This isn’t really a bubble. They’re grinding out these capabilities and learning what people are trying to do with these models. As they learn what people want to do, you can create data to train the models to get better at increasingly hard tasks rather than things that are just not covered. That’s an important distinction.
Solving new math proofs and open-ended math questions that have been standing for 50 years is extremely hard. Meanwhile, simple things like making zero mistakes on transforming a table from decimal notation to fraction notation and getting it right — if you gave it an 8-by-8 table with a bunch of decimals and tried to do that, it would probably mess up one of them. Stuff like that we’re going to be able to get working. That’s not that hard.
There are probably examples where it could succeed 10% of the time and then go to 100%. Mostly I see AI capabilities expanding outward, and there’s still so much overhang in capability that it’s going to drive enormous value. But I’m generally playing down this AI software singularity that seems more religious than pragmatic.
Jordan Schneider: Those were all assertions. Let’s see a little bit of evidence, Nathan.
Nathan Lambert: Both sides are looking for evidence for something that’s hard to test. The evidence on the side for “not happening” is actually that it hasn’t happened already, and compute scaling is getting increasingly expensive.
If you look at what the reasoning models were, the real major unlock was that the models now use inference time compute. That’s a step function that has happened. It’s not at the top of the sigmoid, but it’s a shift that could jump a whole bunch of capabilities because we went from using a few tokens to tens of thousands of tokens on every question. We were spending a thousand times the compute at inference. That works, and we’ll continue to be able to fine-tune that. But we don’t know when the next step change comes.
What reinforcement learning is now battling is similar to what pre-training faced a few years ago. You have GPT-3, and then — I don’t know if o3 looks like this — but o3 is probably more like GPT-4. It’s a 10x improvement and a huge step, but GPT-5 doesn’t exist yet in terms of pre-training. You take a lot of progress really fast, and then it’s a slow grind.

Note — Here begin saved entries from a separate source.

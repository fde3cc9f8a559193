/// Kind of a node, encoded as a bit position in the on-disk `node.type` column.
///
/// The integer values are part of the on-disk format — never renumber an
/// existing variant, only append.
#[derive(Debug, Clone, Copy, PartialEq, Eq, Hash)]
pub enum NodeKind {
    Unknown,
    Type,
    BuiltinType,
    Module,
    Namespace,
    Package,
    Struct,
    Class,
    Interface,
    Annotation,
    GlobalVariable,
    Field,
    Function,
    Method,
    Enum,
    EnumConstant,
    Typedef,
    TypeParameter,
    File,
    Macro,
    Union,
}

impl NodeKind {
    pub fn to_i32(self) -> i32 {
        match self {
            NodeKind::Unknown => 1 << 0,
            NodeKind::Type => 1 << 1,
            NodeKind::BuiltinType => 1 << 2,
            NodeKind::Module => 1 << 3,
            NodeKind::Namespace => 1 << 4,
            NodeKind::Package => 1 << 5,
            NodeKind::Struct => 1 << 6,
            NodeKind::Class => 1 << 7,
            NodeKind::Interface => 1 << 8,
            NodeKind::Annotation => 1 << 9,
            NodeKind::GlobalVariable => 1 << 10,
            NodeKind::Field => 1 << 11,
            NodeKind::Function => 1 << 12,
            NodeKind::Method => 1 << 13,
            NodeKind::Enum => 1 << 14,
            NodeKind::EnumConstant => 1 << 15,
            NodeKind::Typedef => 1 << 16,
            NodeKind::TypeParameter => 1 << 17,
            NodeKind::File => 1 << 18,
            NodeKind::Macro => 1 << 19,
            NodeKind::Union => 1 << 20,
        }
    }

    /// Unknown integers decode to `NodeKind::Unknown` rather than failing —
    /// `node.type` has a sentinel, unlike `LocationKind`.
    pub fn from_i32(v: i32) -> NodeKind {
        const VARIANTS: &[NodeKind] = &[
            NodeKind::Unknown,
            NodeKind::Type,
            NodeKind::BuiltinType,
            NodeKind::Module,
            NodeKind::Namespace,
            NodeKind::Package,
            NodeKind::Struct,
            NodeKind::Class,
            NodeKind::Interface,
            NodeKind::Annotation,
            NodeKind::GlobalVariable,
            NodeKind::Field,
            NodeKind::Function,
            NodeKind::Method,
            NodeKind::Enum,
            NodeKind::EnumConstant,
            NodeKind::Typedef,
            NodeKind::TypeParameter,
            NodeKind::File,
            NodeKind::Macro,
            NodeKind::Union,
        ];
        VARIANTS
            .iter()
            .copied()
            .find(|k| k.to_i32() == v)
            .unwrap_or(NodeKind::Unknown)
    }
}

#[cfg(test)]
mod tests {
    use super::*;

    #[test]
    fn unknown_is_bit_zero() {
        assert_eq!(NodeKind::Unknown.to_i32(), 1);
    }

    #[test]
    fn union_is_bit_twenty() {
        assert_eq!(NodeKind::Union.to_i32(), 1 << 20);
    }

    #[test]
    fn round_trips_every_variant() {
        let variants = [
            NodeKind::Unknown,
            NodeKind::Type,
            NodeKind::BuiltinType,
            NodeKind::Module,
            NodeKind::Namespace,
            NodeKind::Package,
            NodeKind::Struct,
            NodeKind::Class,
            NodeKind::Interface,
            NodeKind::Annotation,
            NodeKind::GlobalVariable,
            NodeKind::Field,
            NodeKind::Function,
            NodeKind::Method,
            NodeKind::Enum,
            NodeKind::EnumConstant,
            NodeKind::Typedef,
            NodeKind::TypeParameter,
            NodeKind::File,
            NodeKind::Macro,
            NodeKind::Union,
        ];
        for kind in variants {
            assert_eq!(NodeKind::from_i32(kind.to_i32()), kind);
        }
    }

    #[test]
    fn unknown_integer_decodes_to_unknown() {
        assert_eq!(NodeKind::from_i32(1 << 30), NodeKind::Unknown);
    }
}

There are a lot of dirty things that AI researchers have to do that we haven’t seen proof that AI models can handle. Obviously you can spend more on compute and get more out of AI models — that’s not particularly clever.
Mostly why these aren’t evidence-based discussions is that you and I state different assumptions than the AI 2027 authors would state, and those are really what you have to debate. It’s the assumption of how AI progress is being made and whether algorithmic improvements can translate directly into 2x or 4x or 100x gains.
Jordan Schneider: The other thing is, even though you’re not completely on their trajectory, this stuff is still crazy. All of these Jennifer Lawrence-type things that I’ve been freaking out about over the past 10 minutes are 100% baked in — they already exist and are just waiting to be productized a little bit. That’ll happen in six months, right?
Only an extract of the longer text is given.